Collected data
/---

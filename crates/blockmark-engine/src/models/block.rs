use std::collections::BTreeMap;
use std::fmt;

use serde::{Deserialize, Serialize};
use uuid::Uuid;

/// Unique identifier for a block
///
/// Minted once when the block is created and never reused or changed, so UI
/// layers can keep referring to a block while the list around it is edited.
#[derive(Copy, Clone, Eq, PartialEq, Hash, Debug, PartialOrd, Ord, Serialize, Deserialize)]
pub struct BlockId(pub Uuid);

impl BlockId {
    pub fn new() -> Self {
        Self(Uuid::new_v4())
    }
}

impl Default for BlockId {
    fn default() -> Self {
        Self::new()
    }
}

impl fmt::Display for BlockId {
    fn fmt(&self, f: &mut fmt::Formatter<'_>) -> fmt::Result {
        self.0.fmt(f)
    }
}

/// The closed set of block kinds an editor can hold.
///
/// Deserializing an unknown type name yields `Paragraph`.
#[derive(Debug, Clone, Copy, PartialEq, Eq, Hash, Serialize)]
#[serde(rename_all = "kebab-case")]
pub enum BlockType {
    Heading1,
    Heading2,
    Heading3,
    Paragraph,
    BulletList,
    NumberedList,
    Quote,
    Code,
    Math,
    Diagram,
    Image,
    Audio,
    Video,
    Info,
    Warning,
    Danger,
}

impl BlockType {
    pub const ALL: [BlockType; 16] = [
        BlockType::Heading1,
        BlockType::Heading2,
        BlockType::Heading3,
        BlockType::Paragraph,
        BlockType::BulletList,
        BlockType::NumberedList,
        BlockType::Quote,
        BlockType::Code,
        BlockType::Math,
        BlockType::Diagram,
        BlockType::Image,
        BlockType::Audio,
        BlockType::Video,
        BlockType::Info,
        BlockType::Warning,
        BlockType::Danger,
    ];

    /// Glossary name of the type (`bullet-list`, `heading2`, ...)
    pub fn as_str(self) -> &'static str {
        match self {
            BlockType::Heading1 => "heading1",
            BlockType::Heading2 => "heading2",
            BlockType::Heading3 => "heading3",
            BlockType::Paragraph => "paragraph",
            BlockType::BulletList => "bullet-list",
            BlockType::NumberedList => "numbered-list",
            BlockType::Quote => "quote",
            BlockType::Code => "code",
            BlockType::Math => "math",
            BlockType::Diagram => "diagram",
            BlockType::Image => "image",
            BlockType::Audio => "audio",
            BlockType::Video => "video",
            BlockType::Info => "info",
            BlockType::Warning => "warning",
            BlockType::Danger => "danger",
        }
    }

    /// Look up a type by its glossary name. Unknown names yield `None`.
    pub fn from_name(name: &str) -> Option<Self> {
        Self::ALL.into_iter().find(|t| t.as_str() == name)
    }

    /// Heading type for a marker level, clamped to 1..=3.
    pub fn heading(level: usize) -> Self {
        match level {
            0 | 1 => BlockType::Heading1,
            2 => BlockType::Heading2,
            _ => BlockType::Heading3,
        }
    }

    pub fn heading_level(self) -> Option<usize> {
        match self {
            BlockType::Heading1 => Some(1),
            BlockType::Heading2 => Some(2),
            BlockType::Heading3 => Some(3),
            _ => None,
        }
    }

    pub fn is_media(self) -> bool {
        matches!(self, BlockType::Image | BlockType::Audio | BlockType::Video)
    }
}

impl<'de> Deserialize<'de> for BlockType {
    fn deserialize<D>(deserializer: D) -> Result<Self, D::Error>
    where
        D: serde::Deserializer<'de>,
    {
        let name = String::deserialize(deserializer)?;
        Ok(Self::from_name(&name).unwrap_or_else(|| {
            log::debug!("unknown block type {name:?}, treating as paragraph");
            BlockType::Paragraph
        }))
    }
}

impl fmt::Display for BlockType {
    fn fmt(&self, f: &mut fmt::Formatter<'_>) -> fmt::Result {
        f.write_str(self.as_str())
    }
}

/// Secondary block attributes. Absent keys mean "use the type's default".
#[derive(Debug, Clone, Default, PartialEq, Eq, Serialize, Deserialize)]
#[serde(transparent)]
pub struct Meta(BTreeMap<String, String>);

impl Meta {
    pub const LANGUAGE: &'static str = "language";
    pub const TITLE: &'static str = "title";
    pub const ALT: &'static str = "alt";
    pub const CAPTION: &'static str = "caption";
    pub const INLINE: &'static str = "inline";
    pub const LEVEL: &'static str = "level";

    pub fn new() -> Self {
        Self::default()
    }

    pub fn get(&self, key: &str) -> Option<&str> {
        self.0.get(key).map(String::as_str)
    }

    pub fn insert(&mut self, key: impl Into<String>, value: impl Into<String>) {
        self.0.insert(key.into(), value.into());
    }

    pub fn remove(&mut self, key: &str) -> Option<String> {
        self.0.remove(key)
    }

    /// Builder-style insert
    pub fn with(mut self, key: impl Into<String>, value: impl Into<String>) -> Self {
        self.insert(key, value);
        self
    }

    pub fn is_empty(&self) -> bool {
        self.0.is_empty()
    }

    pub fn iter(&self) -> impl Iterator<Item = (&str, &str)> {
        self.0.iter().map(|(k, v)| (k.as_str(), v.as_str()))
    }

    pub fn language(&self) -> &str {
        self.get(Self::LANGUAGE).unwrap_or_default()
    }

    pub fn title(&self) -> &str {
        self.get(Self::TITLE).unwrap_or_default()
    }

    pub fn alt(&self) -> &str {
        self.get(Self::ALT).unwrap_or_default()
    }

    pub fn caption(&self) -> &str {
        self.get(Self::CAPTION).unwrap_or_default()
    }

    pub fn level(&self) -> Option<&str> {
        self.get(Self::LEVEL)
    }

    pub fn is_inline(&self) -> bool {
        self.get(Self::INLINE) == Some("true")
    }
}

/// An atomic typed unit of document content.
#[derive(Debug, Clone, PartialEq, Serialize, Deserialize)]
pub struct Block {
    pub id: BlockId,
    #[serde(rename = "type")]
    pub kind: BlockType,
    /// Primary payload: heading text, list lines, code body, media URL...
    pub content: String,
    #[serde(default)]
    pub meta: Meta,
    /// UI display mode; ignored by the parser and serializer.
    #[serde(default, rename = "isPreview")]
    pub is_preview: bool,
}

impl Block {
    pub fn new(kind: BlockType, content: impl Into<String>) -> Self {
        Self {
            id: BlockId::new(),
            kind,
            content: content.into(),
            meta: Meta::new(),
            is_preview: false,
        }
    }

    pub fn with_meta(kind: BlockType, content: impl Into<String>, meta: Meta) -> Self {
        Self {
            meta,
            ..Self::new(kind, content)
        }
    }

    /// The block an empty list falls back to.
    pub fn empty_paragraph() -> Self {
        Self::new(BlockType::Paragraph, "")
    }
}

\---

Task instructions
Return the entries above unchanged, starting at the first line and stopping after the line with "pub const ALL: [BlockType;".

Output for this exercise
filename crates/blockmark-engine/src/models/block.rs
use std::collections::BTreeMap;
use std::fmt;

use serde::{Deserialize, Serialize};
use uuid::Uuid;

/// Unique identifier for a block
///
/// Minted once when the block is created and never reused or changed, so UI
/// layers can keep referring to a block while the list around it is edited.
#[derive(Copy, Clone, Eq, PartialEq, Hash, Debug, PartialOrd, Ord, Serialize, Deserialize)]
pub struct BlockId(pub Uuid);

impl BlockId {
    pub fn new() -> Self {
        Self(Uuid::new_v4())
    }
}

impl Default for BlockId {
    fn default() -> Self {
        Self::new()
    }
}

impl fmt::Display for BlockId {
    fn fmt(&self, f: &mut fmt::Formatter<'_>) -> fmt::Result {
        self.0.fmt(f)
    }
}

/// The closed set of block kinds an editor can hold.
///
/// Deserializing an unknown type name yields `Paragraph`.
#[derive(Debug, Clone, Copy, PartialEq, Eq, Hash, Serialize)]
#[serde(rename_all = "kebab-case")]
pub enum BlockType {
    Heading1,
    Heading2,
    Heading3,
    Paragraph,
    BulletList,
    NumberedList,
    Quote,
    Code,
    Math,
    Diagram,
    Image,
    Audio,
    Video,
    Info,
    Warning,
    Danger,
}

impl BlockType {
    pub const ALL: [BlockType; 16] = [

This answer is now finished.